» Data in this exercise
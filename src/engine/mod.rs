//! The state machine engine.
//!
//! # Key Concepts
//!
//! - **Machine**: holds the current state, context and history; evaluates
//!   events against its table
//! - **Definition / Options**: construction input, including the debug flag
//! - **Rejection**: why an event was refused (never raised as a panic)
//! - **Diagnostics**: the injected logging capability used when debugging
//!
//! Commits are synchronous: once `send` returns `true`, `state()` and
//! `context()` already reflect the transition.

mod diagnostics;
mod machine;
mod options;
mod rejection;

pub use diagnostics::{
    DiagnosticRecord, Diagnostics, Level, RecordingDiagnostics, SilentDiagnostics, Source,
    TracingDiagnostics,
};
pub use machine::{Machine, MachineDefinition};
pub use options::MachineOptions;
pub use rejection::Rejection;
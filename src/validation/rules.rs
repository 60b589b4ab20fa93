//! Form rules evaluated with `Validation`.

use crate::validation::violations::FieldViolation;
use stillwater::validation::Validation;
use stillwater::NonEmptyVec;

/// Type alias for field check functions
pub type FieldCheck<F> =
    Box<dyn Fn(&F) -> Validation<(), NonEmptyVec<FieldViolation>> + Send + Sync>;

/// Rules a form must satisfy before it is submitted.
/// Uses Validation to accumulate ALL violations.
pub struct FormRules<F> {
    pub(crate) checks: Vec<FieldCheck<F>>,
}

impl<F> FormRules<F> {
    /// Run every check, accumulating ALL violations.
    /// Returns Validation::Success(()) if all checks pass.
    pub fn validate(&self, form: &F) -> Validation<(), NonEmptyVec<FieldViolation>> {
        let checks: Vec<Validation<(), NonEmptyVec<FieldViolation>>> =
            self.checks.iter().map(|check| check(form)).collect();

        Validation::all_vec(checks).map(|_| ())
    }

    /// The violations as a plain list; empty when the form is valid.
    pub fn violations(&self, form: &F) -> Vec<FieldViolation> {
        match self.validate(form) {
            Validation::Success(_) => Vec::new(),
            Validation::Failure(errors) => errors.iter().cloned().collect(),
        }
    }

    pub fn len(&self) -> usize {
        self.checks.len()
    }

    pub fn is_empty(&self) -> bool {
        self.checks.is_empty()
    }
}
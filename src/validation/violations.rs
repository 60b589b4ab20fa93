//! Field-level validation failures.

use serde::{Deserialize, Serialize};
use serde_json::{json, Value};
use thiserror::Error;

/// One rule a form field failed.
#[derive(Debug, Clone, Error, PartialEq, Eq, Serialize, Deserialize)]
#[error("{field}: {message}")]
pub struct FieldViolation {
    pub field: String,
    pub message: String,
}

impl FieldViolation {
    pub fn new(field: impl Into<String>, message: impl Into<String>) -> Self {
        Self {
            field: field.into(),
            message: message.into(),
        }
    }

    /// JSON form stored in a machine's context.
    pub fn to_value(&self) -> Value {
        json!({ "field": self.field, "message": self.message })
    }
}
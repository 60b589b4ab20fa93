//! End-to-end scenarios over the canonical workflows and their adapters.

use flowstate::adapters::{
    Checkout, Fetch, FetchError, FormSubmission, Listing, Loader, Notice, Page, PayType,
    RecordingNotifier, WorkflowError,
};
use flowstate::core::{context_of, ContextUpdate, HISTORY_CAPACITY};
use flowstate::engine::{Machine, MachineDefinition, MachineOptions, RecordingDiagnostics};
use flowstate::validation::RulesBuilder;
use flowstate::workflows::{
    checkout_machine, checkout_table, loading_machine, loading_table, CheckoutEvent,
    CheckoutState, LoadEvent, LoadState,
};
use serde_json::json;
use std::sync::atomic::{AtomicUsize, Ordering};
use std::sync::Arc;
use stillwater::prelude::*;

fn ready_checkout() -> Machine<CheckoutState, CheckoutEvent> {
    let mut machine = checkout_machine(MachineOptions::default());
    assert!(machine.send(CheckoutEvent::Load));
    assert!(machine.send(CheckoutEvent::LoadSuccess));
    machine
}

#[test]
fn scenario_a_reload_from_success() {
    let mut machine = loading_machine(MachineOptions::default());
    assert_eq!(machine.state(), &LoadState::Idle);

    assert!(machine.send(LoadEvent::Load));
    assert_eq!(machine.state(), &LoadState::Loading);
    assert!(machine.send(LoadEvent::Success));
    assert_eq!(machine.state(), &LoadState::Success);

    assert!(machine.send(LoadEvent::Load));
    assert_eq!(machine.state(), &LoadState::Loading);
}

#[test]
fn scenario_b_double_submit_is_refused() {
    let mut machine = ready_checkout();

    assert!(machine.send(CheckoutEvent::Pay));
    assert_eq!(machine.state(), &CheckoutState::Paying);

    assert!(!machine.send(CheckoutEvent::Pay));
    assert_eq!(machine.state(), &CheckoutState::Paying);
    assert_eq!(machine.history().len(), 3);
}

#[test]
fn scenario_c_payment_failure_returns_to_ready() {
    let mut machine = ready_checkout();
    machine.send(CheckoutEvent::Pay);

    assert!(machine.send(CheckoutEvent::PayError));
    assert_eq!(machine.state(), &CheckoutState::Ready);
    assert!(machine.send(CheckoutEvent::Pay));
    assert_eq!(machine.state(), &CheckoutState::Paying);
}

#[test]
fn scenario_d_self_transition_is_recorded() {
    let mut machine = ready_checkout();

    assert!(machine.send_with(
        CheckoutEvent::ChangePayType,
        context_of(json!({ "payType": "score" }))
    ));

    assert_eq!(machine.state(), &CheckoutState::Ready);
    assert_eq!(machine.context()["payType"], "score");
    let self_transitions: Vec<_> = machine
        .history()
        .into_iter()
        .filter(|entry| entry.from == CheckoutState::Ready && entry.to == CheckoutState::Ready)
        .collect();
    assert_eq!(self_transitions.len(), 1);
    assert_eq!(self_transitions[0].event, CheckoutEvent::ChangePayType);
}

#[test]
fn oldest_transition_is_evicted_after_fifty_one() {
    let mut machine = loading_machine(MachineOptions::default());

    // Load/Success pairs: odd transitions enter Loading, even ones leave it.
    for i in 0..51 {
        let event = if i % 2 == 0 { LoadEvent::Load } else { LoadEvent::Success };
        assert!(machine.send(event));
    }

    let history = machine.history();
    assert_eq!(history.len(), HISTORY_CAPACITY);
    assert_eq!(history[0].event, LoadEvent::Success);
    assert_eq!(history[0].from, LoadState::Loading);
    assert_eq!(history[HISTORY_CAPACITY - 1].event, LoadEvent::Load);
}

#[test]
fn set_context_merges_shallowly() {
    let mut machine = loading_machine(MachineOptions::default());
    machine.merge_context(context_of(json!({ "a": 1, "b": 2 })));

    machine.set_context(ContextUpdate::merge(context_of(json!({ "b": 3 }))));

    assert_eq!(machine.context(), &context_of(json!({ "a": 1, "b": 3 })));
    assert!(machine.history().is_empty());
}

#[test]
fn set_context_derives_from_previous() {
    let mut machine = loading_machine(MachineOptions::default());
    machine.merge_context(context_of(json!({ "attempts": 1 })));

    machine.update_context(|previous| {
        let attempts = previous["attempts"].as_i64().unwrap_or(0);
        context_of(json!({ "attempts": attempts + 1 }))
    });

    assert_eq!(machine.context()["attempts"], 2);
}

#[test]
fn machines_share_one_table() {
    let first = checkout_machine(MachineOptions::default());
    let second = checkout_machine(MachineOptions::default().labeled("second"));

    assert!(first.shares_table(&second));
    assert!(Arc::ptr_eq(first.table(), &checkout_table()));
    assert_ne!(first.id(), second.id());
}

#[test]
fn debug_machine_reports_commits_and_rejections() {
    let diagnostics = Arc::new(RecordingDiagnostics::new());
    let definition = MachineDefinition::new(LoadState::Idle, loading_table())
        .with_options(MachineOptions::debug().labeled("catalog"))
        .with_diagnostics(diagnostics.clone());
    let mut machine = Machine::create(definition);

    machine.send(LoadEvent::Load);
    machine.send(LoadEvent::Load);
    machine.set_state(LoadState::Idle);

    assert_eq!(diagnostics.infos().len(), 1);
    assert_eq!(diagnostics.warnings().len(), 2);
    assert!(diagnostics.records().iter().all(|record| record.label == "catalog"));
    assert_eq!(machine.history().len(), 1);
}

#[test]
fn quiet_machine_reports_nothing() {
    let diagnostics = Arc::new(RecordingDiagnostics::new());
    let definition = MachineDefinition::new(LoadState::Idle, loading_table())
        .with_diagnostics(diagnostics.clone());
    let mut machine = Machine::create(definition);

    machine.send(LoadEvent::Success);
    machine.send(LoadEvent::Load);

    assert!(diagnostics.records().is_empty());
}

#[derive(Clone)]
struct Storefront {
    charges: Arc<AtomicUsize>,
    decline: bool,
}

#[derive(Debug, Clone, PartialEq)]
struct Order {
    id: u32,
}

fn charge() -> Fetch<String, Storefront> {
    from_fn(|env: &Storefront| {
        let n = env.charges.fetch_add(1, Ordering::SeqCst) + 1;
        if env.decline {
            Err(FetchError::Status {
                status: 402,
                message: "card declined".to_string(),
            })
        } else {
            Ok(format!("receipt-{n}"))
        }
    })
    .boxed()
}

#[tokio::test]
async fn checkout_charges_once_and_recovers_from_decline() {
    let notifier = Arc::new(RecordingNotifier::new());
    let declining = Storefront {
        charges: Arc::new(AtomicUsize::new(0)),
        decline: true,
    };
    let mut checkout: Checkout<Order, String> = Checkout::new(MachineOptions::default())
        .with_notifier(notifier.clone());

    let order = checkout.load(&declining, pure(Order { id: 7 }).boxed()).await.unwrap();
    assert_eq!(order.id, 7);
    checkout.change_pay_type(PayType::Score).unwrap();

    let declined = checkout.pay(&declining, charge()).await;
    assert!(matches!(declined, Err(WorkflowError::Fetch(FetchError::Status { status: 402, .. }))));
    assert_eq!(checkout.state(), &CheckoutState::Ready);
    assert_eq!(checkout.pay_type(), Some(PayType::Score));

    let accepting = Storefront {
        charges: declining.charges.clone(),
        decline: false,
    };
    let receipt = checkout.pay(&accepting, charge()).await.unwrap().clone();
    assert_eq!(receipt, "receipt-2");

    // A late tap after success never reaches the gateway.
    assert!(!checkout.can_pay());
    assert!(checkout.pay(&accepting, charge()).await.is_err());
    assert_eq!(accepting.charges.load(Ordering::SeqCst), 2);
    assert_eq!(notifier.notices().len(), 1);
}

#[tokio::test]
async fn pay_while_paying_is_refused_before_the_gateway() {
    let notifier = Arc::new(RecordingNotifier::new());
    let env = Storefront {
        charges: Arc::new(AtomicUsize::new(0)),
        decline: false,
    };
    let mut checkout: Checkout<Order, String> =
        Checkout::new(MachineOptions::default()).with_notifier(notifier.clone());
    checkout.load(&env, pure(Order { id: 1 }).boxed()).await.unwrap();

    checkout.begin_payment().unwrap();
    let second = checkout.pay(&env, charge()).await;

    assert_eq!(second, Err(WorkflowError::PaymentInProgress));
    assert_eq!(env.charges.load(Ordering::SeqCst), 0);
    assert_eq!(
        notifier.notices(),
        vec![Notice::warning("payment already in progress, please wait")]
    );
}

#[tokio::test]
async fn loader_reloads_after_success() {
    let mut loader = Loader::new(MachineOptions::default());

    loader.load(&(), pure(1_u32).boxed()).await.unwrap();
    let second = *loader.load(&(), pure(2_u32).boxed()).await.unwrap();

    assert_eq!(second, 2);
    assert_eq!(loader.machine().history().len(), 4);
}

#[tokio::test]
async fn listing_pages_through_results() {
    let mut listing = Listing::new(MachineOptions::default());
    let fetch = |page: u32| -> Fetch<Page<u32>, ()> {
        match page {
            1 => pure(Page::new(vec![1, 2], true)).boxed(),
            2 => fail(FetchError::Request("timeout".to_string())).boxed(),
            _ => pure(Page::last(vec![3])).boxed(),
        }
    };

    listing.refresh(&(), fetch).await.unwrap();
    assert!(listing.load_more(&(), fetch).await.is_err());
    assert_eq!(listing.items(), &[1, 2]);

    // The failed page is requested again.
    let retry = |page: u32| -> Fetch<Page<u32>, ()> {
        assert_eq!(page, 2);
        pure(Page::last(vec![3])).boxed()
    };
    assert_eq!(listing.load_more(&(), retry).await, Ok(1));
    assert_eq!(listing.items(), &[1, 2, 3]);
    assert_eq!(listing.load_more(&(), fetch).await, Err(WorkflowError::Exhausted));
}

struct Contact {
    email: String,
}

#[tokio::test]
async fn form_validates_then_submits() {
    let rules = RulesBuilder::new()
        .require_pred("email", |c: &Contact| c.email.contains('@'), "is not an address")
        .build();
    let mut form = FormSubmission::new(MachineOptions::default()).with_rules(rules);

    let rejected = form
        .submit(&(), &Contact { email: "nobody".to_string() }, pure(()).boxed())
        .await;
    assert!(matches!(rejected, Err(WorkflowError::Invalid(ref v)) if v[0].field == "email"));

    form.submit(&(), &Contact { email: "a@b.c".to_string() }, pure(()).boxed())
        .await
        .unwrap();
    assert!(form.violations().is_empty());
    assert!(form.reset());
}
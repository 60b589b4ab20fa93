//! User-visible notices raised by adapters.
//!
//! Presentation (toasts, banners, modals) lives outside this crate; adapters
//! only hand a [`Notice`] to whatever [`Notifier`] they were given.

use std::sync::Mutex;

#[derive(Clone, Copy, Debug, PartialEq, Eq)]
pub enum NoticeLevel {
    Info,
    Warning,
    Error,
}

/// A message meant for the end user.
#[derive(Clone, Debug, PartialEq, Eq)]
pub struct Notice {
    pub level: NoticeLevel,
    pub message: String,
}

impl Notice {
    pub fn info(message: impl Into<String>) -> Self {
        Self {
            level: NoticeLevel::Info,
            message: message.into(),
        }
    }

    pub fn warning(message: impl Into<String>) -> Self {
        Self {
            level: NoticeLevel::Warning,
            message: message.into(),
        }
    }

    pub fn error(message: impl Into<String>) -> Self {
        Self {
            level: NoticeLevel::Error,
            message: message.into(),
        }
    }
}

/// Surface for user-visible notices.
pub trait Notifier: Send + Sync {
    fn notify(&self, notice: Notice);
}

/// Drops every notice.
#[derive(Clone, Copy, Debug, Default)]
pub struct SilentNotifier;

impl Notifier for SilentNotifier {
    fn notify(&self, _notice: Notice) {}
}

/// Keeps every notice in memory.
#[derive(Debug, Default)]
pub struct RecordingNotifier {
    notices: Mutex<Vec<Notice>>,
}

impl RecordingNotifier {
    pub fn new() -> Self {
        Self::default()
    }

    pub fn notices(&self) -> Vec<Notice> {
        self.notices
            .lock()
            .unwrap_or_else(|poisoned| poisoned.into_inner())
            .clone()
    }
}

impl Notifier for RecordingNotifier {
    fn notify(&self, notice: Notice) {
        self.notices
            .lock()
            .unwrap_or_else(|poisoned| poisoned.into_inner())
            .push(notice);
    }
}
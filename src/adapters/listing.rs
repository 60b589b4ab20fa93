//! Paged listing adapter.
//!
//! A listing drives two loading machines: one for the first page (initial
//! load and pull-to-refresh) and one for appending further pages. Each
//! machine only guards its own request; the listing refuses to start one
//! while the other is in flight.

use crate::adapters::error::{FetchError, WorkflowError};
use crate::adapters::loading::{begin_load, cleared_error, fail_load};
use crate::adapters::notify::{Notifier, SilentNotifier};
use crate::adapters::Fetch;
use crate::engine::{Diagnostics, Machine, MachineDefinition, MachineOptions, TracingDiagnostics};
use crate::workflows::{loading_table, LoadEvent, LoadState};
use serde::{Deserialize, Serialize};
use std::sync::Arc;
use stillwater::effect::Effect;
use tracing::debug;

/// One page of results.
#[derive(Debug, Clone, PartialEq, Serialize, Deserialize)]
pub struct Page<T> {
    pub items: Vec<T>,
    pub has_more: bool,
}

impl<T> Page<T> {
    pub fn new(items: Vec<T>, has_more: bool) -> Self {
        Self { items, has_more }
    }

    pub fn last(items: Vec<T>) -> Self {
        Self::new(items, false)
    }
}

pub struct Listing<T> {
    first_page: Machine<LoadState, LoadEvent>,
    more: Machine<LoadState, LoadEvent>,
    items: Vec<T>,
    next_page: u32,
    has_more: bool,
    notifier: Arc<dyn Notifier>,
}

fn suffixed(options: &MachineOptions, suffix: &str) -> MachineOptions {
    MachineOptions {
        debug_enabled: options.debug_enabled,
        label: options.label.as_ref().map(|label| format!("{label}/{suffix}")),
    }
}

impl<T> Listing<T> {
    pub fn new(options: MachineOptions) -> Self {
        Self::with_diagnostics(options, Arc::new(TracingDiagnostics))
    }

    /// Both machines report to `diagnostics` when debug is on.
    pub fn with_diagnostics(options: MachineOptions, diagnostics: Arc<dyn Diagnostics>) -> Self {
        let machine = |suffix: &str| {
            Machine::create(
                MachineDefinition::new(LoadState::Idle, loading_table())
                    .with_options(suffixed(&options, suffix))
                    .with_diagnostics(Arc::clone(&diagnostics)),
            )
        };

        Self {
            first_page: machine("first-page"),
            more: machine("more"),
            items: Vec::new(),
            next_page: 1,
            has_more: false,
            notifier: Arc::new(SilentNotifier),
        }
    }

    pub fn with_notifier(mut self, notifier: Arc<dyn Notifier>) -> Self {
        self.notifier = notifier;
        self
    }

    pub fn items(&self) -> &[T] {
        &self.items
    }

    /// Whether the last page said more results exist.
    pub fn has_more(&self) -> bool {
        self.has_more
    }

    /// Page number the next `load_more` will request.
    pub fn next_page(&self) -> u32 {
        self.next_page
    }

    pub fn first_page(&self) -> &Machine<LoadState, LoadEvent> {
        &self.first_page
    }

    pub fn more(&self) -> &Machine<LoadState, LoadEvent> {
        &self.more
    }

    /// Start (re)loading page 1. Returns the page number to request.
    pub fn begin_refresh(&mut self) -> Result<u32, WorkflowError> {
        if *self.more.state() == LoadState::Loading {
            return Err(WorkflowError::Busy("load more"));
        }

        begin_load(&mut self.first_page)?;
        Ok(1)
    }

    /// Replace the items with the first page. Returns the item count.
    pub fn finish_refresh(
        &mut self,
        outcome: Result<Page<T>, FetchError>,
    ) -> Result<usize, WorkflowError> {
        let page = match outcome {
            Ok(page) => page,
            Err(error) => {
                return Err(fail_load(&mut self.first_page, self.notifier.as_ref(), error));
            }
        };

        self.first_page
            .try_send(LoadEvent::Success, Some(cleared_error()))?;
        // A new first page invalidates any settled append state.
        if self.more.can(&LoadEvent::Reset) {
            self.more.send(LoadEvent::Reset);
        }

        self.items = page.items;
        self.has_more = page.has_more;
        self.next_page = 2;
        debug!(machine = %self.first_page.label(), items = self.items.len(), "listing refreshed");
        Ok(self.items.len())
    }

    /// Start loading the next page. Returns the page number to request.
    pub fn begin_more(&mut self) -> Result<u32, WorkflowError> {
        if *self.first_page.state() == LoadState::Loading {
            return Err(WorkflowError::Busy("first page load"));
        }
        if !self.has_more {
            return Err(WorkflowError::Exhausted);
        }

        begin_load(&mut self.more)?;
        Ok(self.next_page)
    }

    /// Append the next page. Returns how many items were added.
    pub fn finish_more(
        &mut self,
        outcome: Result<Page<T>, FetchError>,
    ) -> Result<usize, WorkflowError> {
        let page = match outcome {
            Ok(page) => page,
            Err(error) => return Err(fail_load(&mut self.more, self.notifier.as_ref(), error)),
        };

        self.more
            .try_send(LoadEvent::Success, Some(cleared_error()))?;

        let added = page.items.len();
        self.items.extend(page.items);
        self.has_more = page.has_more;
        self.next_page += 1;
        debug!(machine = %self.more.label(), added, "listing extended");
        Ok(added)
    }

    pub async fn refresh<Env, F>(&mut self, env: &Env, fetch: F) -> Result<usize, WorkflowError>
    where
        T: Send + 'static,
        Env: Clone + Send + Sync + 'static,
        F: Fn(u32) -> Fetch<Page<T>, Env>,
    {
        let page = self.begin_refresh()?;
        let outcome = fetch(page).run(env).await;
        self.finish_refresh(outcome)
    }

    pub async fn load_more<Env, F>(&mut self, env: &Env, fetch: F) -> Result<usize, WorkflowError>
    where
        T: Send + 'static,
        Env: Clone + Send + Sync + 'static,
        F: Fn(u32) -> Fetch<Page<T>, Env>,
    {
        let page = self.begin_more()?;
        let outcome = fetch(page).run(env).await;
        self.finish_more(outcome)
    }
}
//! Free-form context record carried by a machine.
//!
//! Context is a flat key-value record private to one machine instance. It
//! changes only through explicit merges or replacements, and every change
//! produces a new record rather than mutating the old one in place.

use serde_json::{Map, Value};

/// Flat key-value record attached to a machine.
pub type Context = Map<String, Value>;

/// Shallow-merge `partial` into `base`, returning the merged record.
///
/// Keys absent from `partial` keep their previous values; keys present in
/// `partial` overwrite. Nested objects are replaced, not merged.
///
/// # Example
///
/// ```rust
/// use flowstate::core::{context_of, merge};
/// use serde_json::json;
///
/// let base = context_of(json!({ "a": 1, "b": 2 }));
/// let merged = merge(&base, context_of(json!({ "b": 3 })));
///
/// assert_eq!(merged, context_of(json!({ "a": 1, "b": 3 })));
/// assert_eq!(base["b"], json!(2)); // Original unchanged
/// ```
pub fn merge(base: &Context, partial: Context) -> Context {
    let mut next = base.clone();
    for (key, value) in partial {
        next.insert(key, value);
    }
    next
}

/// Build a context record from a JSON value.
///
/// Objects become the record; any other value yields an empty record.
pub fn context_of(value: Value) -> Context {
    match value {
        Value::Object(map) => map,
        _ => Context::new(),
    }
}

type Derivation = Box<dyn FnOnce(&Context) -> Context + Send>;

/// A requested context change: either a partial record to merge or a
/// function deriving the next record from the previous one.
pub enum ContextUpdate {
    Merge(Context),
    Derive(Derivation),
}

impl ContextUpdate {
    /// Merge a partial record.
    pub fn merge(partial: Context) -> Self {
        Self::Merge(partial)
    }

    /// Derive the next record from the previous one.
    pub fn derive<F>(f: F) -> Self
    where
        F: FnOnce(&Context) -> Context + Send + 'static,
    {
        Self::Derive(Box::new(f))
    }

    /// Apply the update to `previous`, producing the next record.
    pub fn apply(self, previous: &Context) -> Context {
        match self {
            Self::Merge(partial) => merge(previous, partial),
            Self::Derive(f) => f(previous),
        }
    }
}

impl From<Context> for ContextUpdate {
    fn from(partial: Context) -> Self {
        Self::Merge(partial)
    }
}

impl std::fmt::Debug for ContextUpdate {
    fn fmt(&self, f: &mut std::fmt::Formatter<'_>) -> std::fmt::Result {
        match self {
            Self::Merge(partial) => f.debug_tuple("Merge").field(partial).finish(),
            Self::Derive(_) => f.write_str("Derive(..)"),
        }
    }
}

» To do
What lines above hold the word "FieldViolation"? Pull each one out.

» Written solution
use crate::validation::violations::FieldViolation;
    Box<dyn Fn(&F) -> Validation<(), NonEmptyVec<FieldViolation>> + Send + Sync>;
    pub fn validate(&self, form: &F) -> Validation<(), NonEmptyVec<FieldViolation>> {
        let checks: Vec<Validation<(), NonEmptyVec<FieldViolation>>> =
    pub fn violations(&self, form: &F) -> Vec<FieldViolation> {
pub struct FieldViolation {
impl FieldViolation {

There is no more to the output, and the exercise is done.